Read Dance of Destinies (The Galactic Mage Series Book 5) Online
Authors: John Daulton
“Right,” grinned the earl, ignoring the envelope in his hand in favor of studying the scar. The neckline of her robe had shifted when she handed it to him, revealing another finger length of the wound. He’d heard that scar ran all the way to her nether parts, carved into her by the claw of a demon. He licked his lips again. “You’re very pretty, you know.”
“I’m sure that I am grateful that you say so, My Lord.” She spun and left.
He watched her go, the pendulous movement of her robes tracing the athletic body underneath. His fingers twitched, his hand shaping itself as he imagined what her buttocks might feel like to the touch. He imagined clutching it, and his breath quickened. There were other advantages of station as well, pressures that could be applied, favors called.
But the marchioness would be furious if she caught him. And she watched.

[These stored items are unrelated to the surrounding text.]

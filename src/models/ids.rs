//! Strongly-typed ID wrappers for all record types
//!
//! Ids are opaque text tokens. Records created here get a prefixed UUID, but
//! records imported from older backups may carry timestamps or plain numbers
//! (sometimes serialized as JSON numbers), so deserialization accepts either
//! and matching is always done on the text form.

use serde::de::{self, Visitor};
use serde::{Deserialize, Deserializer, Serialize};
use std::fmt;
use std::marker::PhantomData;
use uuid::Uuid;

/// Accepts a JSON string or number and yields its text form
struct IdVisitor<T>(PhantomData<T>);

impl<'de, T: From<String>> Visitor<'de> for IdVisitor<T> {
    type Value = T;

    fn expecting(&self, f: &mut fmt::Formatter) -> fmt::Result {
        f.write_str("an id as a string or number")
    }

    fn visit_str<E: de::Error>(self, v: &str) -> Result<T, E> {
        Ok(T::from(v.to_string()))
    }

    fn visit_string<E: de::Error>(self, v: String) -> Result<T, E> {
        Ok(T::from(v))
    }

    fn visit_i64<E: de::Error>(self, v: i64) -> Result<T, E> {
        Ok(T::from(v.to_string()))
    }

    fn visit_u64<E: de::Error>(self, v: u64) -> Result<T, E> {
        Ok(T::from(v.to_string()))
    }

    fn visit_f64<E: de::Error>(self, v: f64) -> Result<T, E> {
        Ok(T::from(v.to_string()))
    }
}

/// Macro to generate ID newtype wrappers
macro_rules! define_id {
    ($name:ident, $prefix:literal) => {
        #[derive(Debug, Clone, PartialEq, Eq, PartialOrd, Ord, Hash, Serialize)]
        #[serde(transparent)]
        pub struct $name(String);

        impl $name {
            /// Create a new random ID
            pub fn new() -> Self {
                Self(format!("{}{}", $prefix, Uuid::new_v4().simple()))
            }

            pub fn as_str(&self) -> &str {
                &self.0
            }
        }

        impl Default for $name {
            fn default() -> Self {
                Self::new()
            }
        }

        impl fmt::Display for $name {
            fn fmt(&self, f: &mut fmt::Formatter<'_>) -> fmt::Result {
                f.write_str(&self.0)
            }
        }

        impl From<String> for $name {
            fn from(s: String) -> Self {
                Self(s.trim().to_string())
            }
        }

        impl From<&str> for $name {
            fn from(s: &str) -> Self {
                Self::from(s.to_string())
            }
        }

        impl<'de> Deserialize<'de> for $name {
            fn deserialize<D: Deserializer<'de>>(deserializer: D) -> Result<Self, D::Error> {
                deserializer.deserialize_any(IdVisitor::<$name>(PhantomData))
            }
        }
    };
}

define_id!(IncomeId, "inc-");
define_id!(ExpenseId, "exp-");
define_id!(VendorId, "ven-");
define_id!(LabourId, "lab-");
define_id!(AttendanceId, "att-");
define_id!(PaymentId, "pay-");

#[cfg(test)]
mod tests {
    use super::*;

    #[test]
    fn test_new_ids_are_prefixed_and_unique() {
        let a = LabourId::new();
        let b = LabourId::new();
        assert!(a.as_str().starts_with("lab-"));
        assert_ne!(a, b);
    }

    #[test]
    fn test_numeric_and_string_ids_match() {
        let from_number: LabourId = serde_json::from_str("1712345678901").unwrap();
        let from_string: LabourId = serde_json::from_str("\"1712345678901\"").unwrap();
        assert_eq!(from_number, from_string);
    }

    #[test]
    fn test_id_serializes_as_plain_string() {
        let id = IncomeId::from("inc_1712_ab12c");
        assert_eq!(serde_json::to_string(&id).unwrap(), "\"inc_1712_ab12c\"");
    }

    #[test]
    fn test_from_str_trims_whitespace() {
        assert_eq!(PaymentId::from("  42 "), PaymentId::from("42"));
    }
}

He looked down at the envelope. It was the Grand Maul’s seal. That wrinkled old demon made Vorvington twitch. Half a millennium at least, that cripple of a man had been asserting his influence in this city. Long before Her Majesty was here. He was as patient as he was old, and he had the light touch of a thief. Of a weasel perhaps. But powerful. A Five: two Ws and a T at the top, which was a lot of magic in a body so frail.
Vorvington opened the missive. It read:
The office of your dead nephew. You will find it there. The key. Follow it.
He actually laughed. Damned diviners were all the same. All those years in a wheeled chair rolling around in the darkness under the temple of Anvilwrath had made the Grand Maul even more abstruse than all the rest. But they were all the same, diviners, mystics, blathering nonsense most of the time. Often their “visions” were only explained in retrospect. He could go find anything in Thadius’ old office, an acorn or an old pot of ink, and if things shaped up well for the old priest and his prophecies, then of course
that
had been the key. If things went poorly, well, then it would be Vorvington to blame. He’d found the wrong thing. Or he’d misread it. Or he’d followed it to the wrong place.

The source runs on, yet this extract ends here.